How to use SVN to update WordPress

Making it Work

If you wish, put up an .htaccess to redirect all requests for your blog to a construction page. But frankly, your blog will be down for such a short period of time that I don’t think it’s worth it.

  1. Log in via SSH and cd to your root directory. It is usually called public_html or www. (See Basic Linux Commands to get a handle on cd, ls, mv, cp, and rm.)
  2. Issue the ls command to make sure you can see your blog directory. I will assume it is called blog. If you see your blog, good. You’re in the right directory.
  3. Issue the command mv blog/ blog.bak/ to move your (working) blog to a backup directory. If something goes wrong, you’ll have a working copy to restore to.
  4. Now make a new blog directory and move into it with the command mkdir blog && cd blog.
  5. You’re ready to check out a fresh copy of WordPress. The current SVN command to use, as found on the WordPress SVN page, is:

svn co http://svn.automattic.com/wordpress/trunk/ ./

  1. cd ../blog.bak/ will move you into your old (working) blog. If you’ve done things right, you should only have a few files to move.
    1. cp wp-config.php ../blog/ for your config file.
    2. cp -R wp-content/themes/yourtheme/ ../blog/wp-content/themes/ will copy your custom theme over.
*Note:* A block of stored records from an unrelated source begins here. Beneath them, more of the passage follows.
//! Builder for HVM (Java contract) transactions.

use std::path::Path;
use std::sync::Arc;

use super::builder::{BuilderOps, Draft};
use super::error::TransactionError;
use super::types::{ContractOp, VmType};
use crate::address::{AddressValidator, HexAddressValidator};
use crate::codec::hvm::{HvmCodec, HvmInvocation};
use crate::codec::PayloadCodec;

/// Builds transactions for the HVM. `vm_type` is always [`VmType::Hvm`].
///
/// The codec is a type parameter so tests and alternative encoders can stand
/// in for [`HvmCodec`]:
///
/// ```no_run
/// use hyper_tx::prelude::*;
/// use serde_json::json;
///
/// # fn main() -> Result<(), TransactionError> {
/// let deploy = HvmBuilder::new("0xAAA")?.deploy("contract.jar")?.build();
/// assert_eq!(deploy.to(), "0x");
///
/// let call = HvmInvocation::new("cn.example.invoke.SetHash", json!(["key", "value"]));
/// let invoke = HvmBuilder::new("0xAAA")?.invoke("0xC0FFEE", &call)?.build();
/// assert_eq!(invoke.vm_type(), VmType::Hvm);
/// # Ok(())
/// # }
/// ```
#[derive(Debug, Clone)]
pub struct HvmBuilder<C = HvmCodec> {
    draft: Draft,
    codec: C,
}

impl HvmBuilder {
    pub fn new(from: impl Into<String>) -> Result<Self, TransactionError> {
        Self::with_codec(from, HvmCodec)
    }
}

impl<C> HvmBuilder<C>
where
    C: PayloadCodec<Invocation = HvmInvocation>,
{
    pub fn with_codec(from: impl Into<String>, codec: C) -> Result<Self, TransactionError> {
        Self::with_validator(from, codec, HexAddressValidator)
    }

    /// `validator` checks `from` now and every contract address later.
    pub fn with_validator(
        from: impl Into<String>,
        codec: C,
        validator: impl AddressValidator + Send + Sync + 'static,
    ) -> Result<Self, TransactionError> {
        Ok(Self {
            draft: Draft::new(from.into(), VmType::Hvm, Arc::new(validator))?,
            codec,
        })
    }

    /// Deploys the JAR at `artifact`. On success `to` is the `"0x"` sentinel
    /// and `payload` is the codec output; on failure nothing changes.
    pub fn deploy(&mut self, artifact: impl AsRef<Path>) -> Result<&mut Self, TransactionError> {
        self.draft.deploy(&self.codec, artifact.as_ref())?;
        Ok(self)
    }

    /// Invokes a bean on the contract at `contract`.
    pub fn invoke(
        &mut self,
        contract: impl Into<String>,
        invocation: &HvmInvocation,
    ) -> Result<&mut Self, TransactionError> {
        self.draft.invoke(&self.codec, contract.into(), invocation)?;
        Ok(self)
    }

    /// Replaces the code of `contract` with the JAR at `artifact`.
    pub fn upgrade(
        &mut self,
        contract: impl Into<String>,
        artifact: impl AsRef<Path>,
    ) -> Result<&mut Self, TransactionError> {
        self.draft
            .upgrade(&self.codec, contract.into(), artifact.as_ref())?;
        Ok(self)
    }

    pub fn freeze(&mut self, contract: impl Into<String>) -> Result<&mut Self, TransactionError> {
        self.draft.maintain(contract.into(), ContractOp::Freeze)?;
        Ok(self)
    }

    pub fn unfreeze(&mut self, contract: impl Into<String>) -> Result<&mut Self, TransactionError> {
        self.draft.maintain(contract.into(), ContractOp::Unfreeze)?;
        Ok(self)
    }

    pub fn codec(&self) -> &C {
        &self.codec
    }
}

impl<C> BuilderOps for HvmBuilder<C> {
    fn draft(&self) -> &Draft {
        &self.draft
    }

    fn draft_mut(&mut self) -> &mut Draft {
        &mut self.draft
    }
}
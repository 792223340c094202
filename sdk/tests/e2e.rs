//! End-to-end tests for the transaction lifecycle.
//!
//! Each test goes through the public API only: construct a builder, record an
//! intent, build, and where relevant sign and verify. Artifacts live in
//! temporary files that are removed when the test ends.

use std::collections::HashSet;
use std::io::Write;
use std::path::{Path, PathBuf};
use std::thread;

use serde_json::json;

use hyper_tx::codec::evm::{Address, U256};
use hyper_tx::codec::{CodecError, PayloadCodec};
use hyper_tx::config::{DEPLOY_TARGET, JAR_MAGIC, UNSIGNED_SIGNATURE};
use hyper_tx::prelude::*;

// ---------------------------------------------------------------------------
// Test Helpers
// ---------------------------------------------------------------------------

/// HVM codec stand-in: one known artifact path maps to one known payload.
struct StubHvmCodec;

impl PayloadCodec for StubHvmCodec {
    type Invocation = HvmInvocation;

    fn encode_deployment(&self, artifact: &Path) -> Result<String, CodecError> {
        if artifact == Path::new("/path/to/artifact") {
            Ok("0xDEADBEEF".to_string())
        } else {
            Err(CodecError::UnsupportedArtifact {
                path: PathBuf::from(artifact),
                reason: "unknown artifact".to_string(),
            })
        }
    }

    fn encode_invocation(&self, invocation: &HvmInvocation) -> Result<String, CodecError> {
        Ok(format!("0x{}", hex::encode(invocation.bean())))
    }
}

/// Replays a fixed identity for every build.
struct FixedIdentity(i64, i64);

impl IdentitySource for FixedIdentity {
    fn timestamp(&self) -> i64 {
        self.0
    }

    fn nonce(&self) -> i64 {
        self.1
    }
}

fn jar_fixture() -> tempfile::NamedTempFile {
    let mut file = tempfile::Builder::new()
        .suffix(".jar")
        .tempfile()
        .expect("temp jar");
    file.write_all(&JAR_MAGIC).expect("write magic");
    file.write_all(b"fake class data").expect("write body");
    file
}

// ---------------------------------------------------------------------------
// Scenarios
// ---------------------------------------------------------------------------

#[test]
fn transfer_with_memo() {
    let tx = TransactionBuilder::new("0xAAA")
        .unwrap()
        .transfer("0xBBB", 500)
        .extra("memo")
        .build();

    assert_eq!(tx.from(), "0xAAA");
    assert_eq!(tx.to(), "0xBBB");
    assert_eq!(tx.value(), 500);
    assert_eq!(tx.extra(), Some("memo"));
    assert!(!tx.simulate());
    assert_eq!(tx.signature(), UNSIGNED_SIGNATURE);
    assert!(!tx.signature().is_empty());
    assert_ne!(tx.timestamp(), tx.nonce());
    assert!(tx.nonce() > 0);
}

#[test]
fn hvm_deploy_with_stub_codec() {
    let tx = HvmBuilder::with_codec("0xAAA", StubHvmCodec)
        .unwrap()
        .deploy("/path/to/artifact")
        .unwrap()
        .build();

    assert_eq!(tx.to(), DEPLOY_TARGET);
    assert_eq!(tx.payload(), Some("0xDEADBEEF"));
    assert_eq!(tx.vm_type(), VmType::Hvm);
}

#[test]
fn hvm_deploy_real_jar_then_sign_and_verify() {
    let jar = jar_fixture();
    let signer = Ed25519Signer::new(SigningKeypair::generate());

    let mut tx = HvmBuilder::new("0xAAA")
        .unwrap()
        .deploy(jar.path())
        .unwrap()
        .build();
    assert!(tx.payload().unwrap().starts_with("0x504b0304"));

    tx.sign_with(&signer).unwrap();
    verify_signature(&tx).unwrap();
}

#[test]
fn hvm_invoke_serializes_bean_arguments() {
    let call = HvmInvocation::new("cn.example.invoke.SetHash", json!(["k", "v"]));
    let tx = HvmBuilder::new("0xAAA")
        .unwrap()
        .invoke("0xC0FFEE", &call)
        .unwrap()
        .build();

    let payload = tx.payload().unwrap();
    let raw = hex::decode(&payload[2..]).unwrap();
    assert!(raw.ends_with(br#"["k","v"]"#));
    assert_eq!(tx.to(), "0xC0FFEE");
}

#[test]
fn evm_invoke_and_verify() {
    let spender: Address = "0x000f1a7a08ccc48e5d30f80850cf1cf283aa3abd".parse().unwrap();
    let call = EvmInvocation::new(
        "approve(address,uint256)",
        vec![EvmValue::Address(spender), EvmValue::Uint(U256::MAX)],
    );
    let signer = Ed25519Signer::new(SigningKeypair::from_seed(&[1u8; 32]));

    let mut tx = EvmBuilder::new("0xAAA")
        .unwrap()
        .invoke("0xC0FFEE", &call)
        .unwrap()
        .build();
    tx.sign_with(&signer).unwrap();

    assert_eq!(tx.vm_type(), VmType::Evm);
    assert!(tx.payload().unwrap().starts_with("0x095ea7b3"));
    assert!(tx.payload().unwrap().ends_with(&"f".repeat(64)));
    verify_signature(&tx).unwrap();
}

#[test]
fn deploy_of_missing_artifact_is_encoding_error() {
    let mut builder = HvmBuilder::new("0xAAA").unwrap();
    let err = builder
        .deploy("/definitely/not/a/real/contract.jar")
        .unwrap_err();
    assert!(matches!(
        err,
        TransactionError::Encoding(CodecError::Io { .. })
    ));

    let tx = builder.build();
    assert_eq!(tx.to(), "");
    assert_eq!(tx.payload(), None);
}

#[test]
fn from_is_preserved_by_every_operation() {
    let jar = jar_fixture();
    let call = HvmInvocation::new("a.B", json!({}));

    let mut builder = HvmBuilder::new("0xAAA").unwrap();
    builder.transfer("0xBBB", 1).simulate().extra("x");
    builder.deploy(jar.path()).unwrap();
    builder.invoke("0xC0FFEE", &call).unwrap();
    builder.freeze("0xC0FFEE").unwrap();

    assert_eq!(builder.build().from(), "0xAAA");
}

#[test]
fn deterministic_identity_gives_identical_records() {
    let mut builder = TransactionBuilder::new("0xAAA").unwrap();
    builder.transfer("0xBBB", 42);

    let a = builder.build_with(&FixedIdentity(1_000, 7));
    let b = builder.build_with(&FixedIdentity(1_000, 7));
    assert_eq!(a, b);
    assert_eq!(a.hash(), b.hash());
}

#[test]
fn record_serializes_for_transport() {
    let tx = TransactionBuilder::new("0xAAA")
        .unwrap()
        .transfer("0xBBB", 500)
        .build_with(&FixedIdentity(0x1234, 0x99));
    let json = serde_json::to_value(&tx).unwrap();

    assert_eq!(json["from"], "0xAAA");
    assert_eq!(json["to"], "0xBBB");
    assert_eq!(json["value"], 500);
    assert_eq!(json["vmType"], "TRANSFER");
    assert_eq!(json["timestamp"], 0x1234);
    assert_eq!(json["nonce"], 0x99);
}

// ---------------------------------------------------------------------------
// Identity
// ---------------------------------------------------------------------------

#[test]
fn thousand_builds_give_distinct_identities() {
    let mut builder = TransactionBuilder::new("0xAAA").unwrap();
    builder.transfer("0xBBB", 1);

    let pairs: HashSet<(i64, i64)> = (0..1000)
        .map(|_| {
            let tx = builder.build();
            (tx.timestamp(), tx.nonce())
        })
        .collect();
    assert_eq!(pairs.len(), 1000);
}

#[test]
fn concurrent_builders_do_not_collide() {
    let handles: Vec<_> = (0..8)
        .map(|i| {
            thread::spawn(move || {
                let mut builder = TransactionBuilder::new("0xAAA").unwrap();
                builder.transfer("0xBBB", i);
                (0..250)
                    .map(|_| {
                        let tx = builder.build();
                        (tx.timestamp(), tx.nonce())
                    })
                    .collect::<Vec<_>>()
            })
        })
        .collect();

    let mut seen = HashSet::new();
    for handle in handles {
        for pair in handle.join().unwrap() {
            assert!(seen.insert(pair), "duplicate identity {:?}", pair);
        }
    }
    assert_eq!(seen.len(), 8 * 250);
}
Notice the -R switch, which is needed to copy a directory.
    3. cp wp-content/plugins/yourplugin.php ../blog/wp-content/plugins/ for each plugin you have.

You should now have a working WordPress install, from SVN, completely up-to-date.

The next time a WordPress update is released, cd to your blog’s folder and issue the command svn up and WordPress will automatically be updated to the latest version! That time savings makes setting up SVN completely worthwhile.